Another day we went to get neckache craning up to look at the trippy ceiling painting in San Pantalon by an artist you’ve never heard of called Gian Fumiani. It’s one of the must-see sights, of that there’s no doubt. But I wonder whether the experience would have been half so pleasurable if it hadn’t been for the lovely, thoughtful old caretaker so evidently proud of the church and so delighted that anyone should come to visit it. Without his solicitousness and enthusiasm we might have missed the small side chapel housing a generously gold-embossed Vivarini and a late medieval alabaster statue of the Virgin. ‘The sign says it is French, but in fact some believe it may be from your country because of the style of the face, which looks like a doll’s,’ he explained to me, after discovering I was English.
Then the Vivaldi concert, of which there are many all over town. Obviously the music was very easy on the ear, as Vivaldi always is. But I doubt the evening would have been half so enjoyable without the English couple next to us sharing a bit of pre-match and interval chat. The woman was a cellist, so could give us insights on the quality of the playing and the acoustics (a bit muddy, she reckoned, though I can’t say it was a problem). Better still, she started a game in which we identified which role each of the eight players - all with very strong Quattrocento features - would have played in a Renaissance painting. The harpsichordist was quite obviously a Doge; the second violin was a soldier; the cellist, with his balding pate spotted with a small tuft of hair was obviously a monk, and so on. It gave you something to look at when you got bored of the Carpaccio altarpiece.
And our favourite trattoria, Ai Cugnai, so good that we went three times so that we could try all the key dishes on the menu. But it wasn’t just the precision of the cooking that brought us back. It was the atmosphere and the way we were treated by the staff, neither haughty nor ingratiating nor indifferent - as can be too often the case - but rather like old friends conspiring with you to ensure that everything about your lunch/dinner from the food on your plate to the speed with which it arrives is exactly as you would wish. I like my food. But the older I get the more I’m convinced that a restaurant’s ambiance is as at least as important as the quality of the cooking.
For ambiance, read company.
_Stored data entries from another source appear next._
//! Integration tests for the full detection pipeline.
//!
//! These tests validate that the analyzer correctly identifies risks when
//! run against the testdata fixtures and small inline programs.

use std::path::PathBuf;

use tracebit::cli::collect_files;
use tracebit::detect::{Registry, SuppressionType};
use tracebit::{Analyzer, Category, Config, Finding, RiskReport, Scanner};

fn testdata_path() -> PathBuf {
    PathBuf::from(env!("CARGO_MANIFEST_DIR")).join("testdata")
}

fn read_fixture(name: &str) -> String {
    std::fs::read_to_string(testdata_path().join(name)).expect("should read fixture")
}

fn analyze_fixture(name: &str) -> RiskReport {
    Analyzer::new()
        .analyze(&read_fixture(name))
        .expect("fixture should parse")
}

fn sorted_lines(report: &RiskReport, category: Category) -> Vec<usize> {
    let mut lines: Vec<usize> = report
        .get(category)
        .expect("category should be registered")
        .iter()
        .map(|f| f.line)
        .collect();
    lines.sort();
    lines
}

fn categories(findings: &[Finding]) -> Vec<Category> {
    findings.iter().map(|f| f.category).collect()
}

// =============================================================================
// Fixture coverage
// =============================================================================

#[test]
fn test_risky_fixture_hits_every_category() {
    let report = analyze_fixture("risky.py");

    for category in Category::ALL {
        assert!(
            report.count(category) > 0,
            "risky.py should trigger {}",
            category
        );
    }
}

#[test]
fn test_risky_fixture_security_lines() {
    let report = analyze_fixture("risky.py");

    assert_eq!(sorted_lines(&report, Category::DangerousImport), vec![1, 2, 3]);
    assert_eq!(sorted_lines(&report, Category::HardcodedSecret), vec![5]);
    assert_eq!(sorted_lines(&report, Category::PromptLeak), vec![6]);
    assert_eq!(sorted_lines(&report, Category::UnsafeDeserialization), vec![11]);
    assert_eq!(sorted_lines(&report, Category::ShellInvocation), vec![15]);
    assert_eq!(sorted_lines(&report, Category::SqlConcatenation), vec![23]);
    assert_eq!(sorted_lines(&report, Category::UnescapedSqlParams), vec![23]);
    assert_eq!(sorted_lines(&report, Category::DynamicExecution), vec![46]);
    assert_eq!(sorted_lines(&report, Category::SensitiveAttributeAccess), vec![47]);
}

#[test]
fn test_risky_fixture_reliability_lines() {
    let report = analyze_fixture("risky.py");

    assert_eq!(sorted_lines(&report, Category::Division), vec![19]);
    assert_eq!(sorted_lines(&report, Category::UnboundedLoop), vec![33]);
    assert_eq!(sorted_lines(&report, Category::BroadExceptionHandling), vec![40]);
    assert_eq!(sorted_lines(&report, Category::EmptyExceptionHandler), vec![40]);
    assert_eq!(sorted_lines(&report, Category::IdentityLiteralComparison), vec![45]);
    assert_eq!(sorted_lines(&report, Category::UnpackingMismatch), vec![56]);
}

#[test]
fn test_risky_fixture_maintainability_lines() {
    let report = analyze_fixture("risky.py");

    assert_eq!(sorted_lines(&report, Category::MutableDefaultArgument), vec![27]);
    assert_eq!(sorted_lines(&report, Category::DuplicateDefinition), vec![50]);
    assert_eq!(sorted_lines(&report, Category::BuiltinShadowing), vec![54]);
    assert_eq!(sorted_lines(&report, Category::MagicNumber), vec![54, 55, 56, 56, 61]);
    assert_eq!(sorted_lines(&report, Category::ExcessiveNesting), vec![61]);
    assert_eq!(sorted_lines(&report, Category::ExcessiveParameters), vec![65]);
    assert_eq!(sorted_lines(&report, Category::YieldOutsideGenerator), vec![70]);
}

#[test]
fn test_risky_fixture_undefined_names() {
    let report = analyze_fixture("risky.py");
    let lines = sorted_lines(&report, Category::UndefinedVariable);

    // `with ... as` and `for` targets do not bind names.
    assert!(lines.contains(&11), "handle should be undefined: {:?}", lines);
    assert!(lines.contains(&57), "missing_name should be undefined: {:?}", lines);
    assert!(lines.contains(&61), "loop target should be undefined: {:?}", lines);
}

#[test]
fn test_snippets_are_trimmed_source_lines() {
    let report = analyze_fixture("risky.py");
    let shell = &report.get(Category::ShellInvocation).unwrap()[0];
    assert_eq!(shell.snippet, "return subprocess.call(command, shell=True)");
}

#[test]
fn test_clean_fixture_has_no_findings() {
    let report = analyze_fixture("clean.py");
    assert!(
        report.is_empty(),
        "clean.py should have no findings, got {:?}",
        report.flatten()
    );
    assert_eq!(report.categories().count(), Category::ALL.len());
}

// =============================================================================
// Reference behaviors
// =============================================================================

#[test]
fn test_division_by_zero_literal() {
    let findings = Analyzer::new().flatten("x = 10 / 0").unwrap();
    assert_eq!(findings[0].category, Category::Division);
    assert_eq!(findings[0].line, 1);
    assert_eq!(findings[0].snippet, "x = 10 / 0");
    assert_eq!(categories(&findings), vec![Category::Division, Category::MagicNumber]);
}

#[test]
fn test_eval_call() {
    let report = Analyzer::new().analyze("eval(user_input)").unwrap();
    assert_eq!(report.count(Category::DynamicExecution), 1);
    assert_eq!(report.get(Category::DynamicExecution).unwrap()[0].line, 1);
}

#[test]
fn test_pickle_import() {
    let report = Analyzer::new().analyze("import pickle").unwrap();
    assert_eq!(report.count(Category::DangerousImport), 1);
    assert_eq!(report.total(), 1);
}

#[test]
fn test_bare_except_pass() {
    let report = Analyzer::new()
        .analyze("try:\n    do()\nexcept:\n    pass")
        .unwrap();
    assert_eq!(sorted_lines(&report, Category::BroadExceptionHandling), vec![3]);
    assert_eq!(sorted_lines(&report, Category::EmptyExceptionHandler), vec![3]);
}

#[test]
fn test_while_true_with_and_without_break() {
    let analyzer = Analyzer::new();
    let unbounded = analyzer.analyze("while True:\n    x = 1").unwrap();
    assert_eq!(sorted_lines(&unbounded, Category::UnboundedLoop), vec![1]);

    let bounded = analyzer
        .analyze("while True:\n    if done():\n        break")
        .unwrap();
    assert_eq!(bounded.count(Category::UnboundedLoop), 0);
}

#[test]
fn test_secret_requires_key_name() {
    let analyzer = Analyzer::new();
    let secret = analyzer.analyze("API_KEY = 'abc123'").unwrap();
    assert_eq!(sorted_lines(&secret, Category::HardcodedSecret), vec![1]);

    let plain = analyzer.analyze("count = 'abc123'").unwrap();
    assert_eq!(plain.count(Category::HardcodedSecret), 0);
}

#[test]
fn test_magic_number_exceptions() {
    let analyzer = Analyzer::new();
    assert_eq!(analyzer.analyze("x = 42").unwrap().count(Category::MagicNumber), 1);
    assert_eq!(analyzer.analyze("x = 1").unwrap().count(Category::MagicNumber), 0);
    assert_eq!(analyzer.analyze("x = 0").unwrap().count(Category::MagicNumber), 0);
}

#[test]
fn test_match_case_literals_are_magic_numbers() {
    let source = "match code:\n    case 42:\n        pass\n    case -5:\n        pass\n    case 0 | 1:\n        pass\n    case Status(code=7):\n        pass\n";
    let report = Analyzer::new().analyze(source).unwrap();
    assert_eq!(sorted_lines(&report, Category::MagicNumber), vec![2, 4, 8]);
}

#[test]
fn test_empty_input_flattens_to_empty_list() {
    assert!(Analyzer::new().flatten("").unwrap().is_empty());
    assert!(Analyzer::new().flatten("x = 1\n").unwrap().is_empty());
}

#[test]
fn test_flatten_follows_registration_order() {
    let source = "API_KEY = 'k'\nx = 10 / 3\nimport os\n";
    let findings = Analyzer::new().flatten(source).unwrap();
    let order = categories(&findings);

    let mut expected = order.clone();
    expected.sort();
    assert_eq!(order, expected);
    assert_eq!(
        order,
        vec![
            Category::Division,
            Category::DangerousImport,
            Category::HardcodedSecret,
            Category::MagicNumber,
            Category::MagicNumber,
        ]
    );
}

#[test]
fn test_analysis_is_idempotent_and_isolated() {
    let analyzer = Analyzer::new();
    let risky = read_fixture("risky.py");

    let first = analyzer.analyze(&risky).unwrap();
    analyzer.analyze(&read_fixture("clean.py")).unwrap();
    let second = analyzer.analyze(&risky).unwrap();
    assert_eq!(first, second);

    let clean = analyzer.analyze(&read_fixture("clean.py")).unwrap();
    assert!(clean.is_empty());
}

#[test]
fn test_syntax_error_is_propagated() {
    let err = Analyzer::new()
        .analyze(&read_fixture("broken.py"))
        .expect_err("broken.py should not parse");
    let syntax = err.as_syntax().expect("should be a syntax error");
    assert_eq!(syntax.line, 1);
}

#[test]
fn test_python2_print_is_rejected() {
    assert!(Analyzer::new().analyze("print 'hello'\n").is_err());
}

#[test]
fn test_custom_thresholds() {
    let source = "def f(a, b, c):\n    pass\n";
    let strict = Analyzer::with_registry(Registry::with_thresholds(3, 2), false);
    assert_eq!(strict.analyze(source).unwrap().count(Category::ExcessiveParameters), 1);
    assert_eq!(Analyzer::new().analyze(source).unwrap().count(Category::ExcessiveParameters), 0);
}

// =============================================================================
// Suppressions and scanning
// =============================================================================

#[test]
fn test_suppressed_fixture() {
    let report = Analyzer::new()
        .scan_source(&read_fixture("suppressed.py"))
        .unwrap();

    assert_eq!(report.findings.len(), 1);
    assert_eq!(report.findings[0].category, Category::DynamicExecution);
    assert_eq!(report.findings[0].line, 7);

    assert_eq!(report.suppressed.len(), 3);
    let file_level = report
        .suppressed
        .iter()
        .find(|s| s.finding.category == Category::MagicNumber)
        .expect("magic number should be suppressed");
    assert_eq!(file_level.suppression.suppression_type, SuppressionType::File);
    assert_eq!(file_level.suppression.reason, "Lookup table module");
}

#[test]
fn test_directory_scan_with_config() {
    let testdata = testdata_path();
    let config = Config::parse_file(testdata.join("tracebit.yaml")).expect("should parse config");
    let files = collect_files(&testdata).expect("should walk testdata");
    assert!(files.iter().any(|p| p.ends_with("vendor/thirdparty.py")));

    let scanner = Scanner::new(&config).expect("should build scanner");
    let result = scanner.scan_paths(&files);

    let scanned: Vec<_> = result
        .files
        .iter()
        .map(|f| f.path.file_name().unwrap().to_string_lossy().to_string())
        .collect();
    assert_eq!(scanned, vec!["clean.py", "risky.py", "suppressed.py"]);

    assert_eq!(result.errors.len(), 1);
    assert!(result.errors[0].path.ends_with("broken.py"));
    assert_eq!(result.errors[0].line, Some(1));
}

#[test]
fn test_disabled_rules_from_config() {
    let config = Config::parse_str("disabled_rules: [magic_number, undefined_variable]\n").unwrap();
    let report = Analyzer::from_config(&config)
        .analyze(&read_fixture("risky.py"))
        .unwrap();
    assert!(report.get(Category::MagicNumber).is_none());
    assert!(report.get(Category::UndefinedVariable).is_none());
    assert!(report.count(Category::Division) > 0);
}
What you’re really after in a restaurant is a place that’s full. Partly this is because we like to feel we’re somewhere popular rather than unpopular (thus vindicating our choice) and partly because we like to people-watch. But I think mainly it’s because we’re naturally sociable beings who like being among other people. We feed off their enjoyment vibes, which amplify our own. We talk about a restaurant’s ‘buzz’ but I don’t think it’s the noisiness we covet, so much as the feeling of being not a solitary bee but of being in a hive.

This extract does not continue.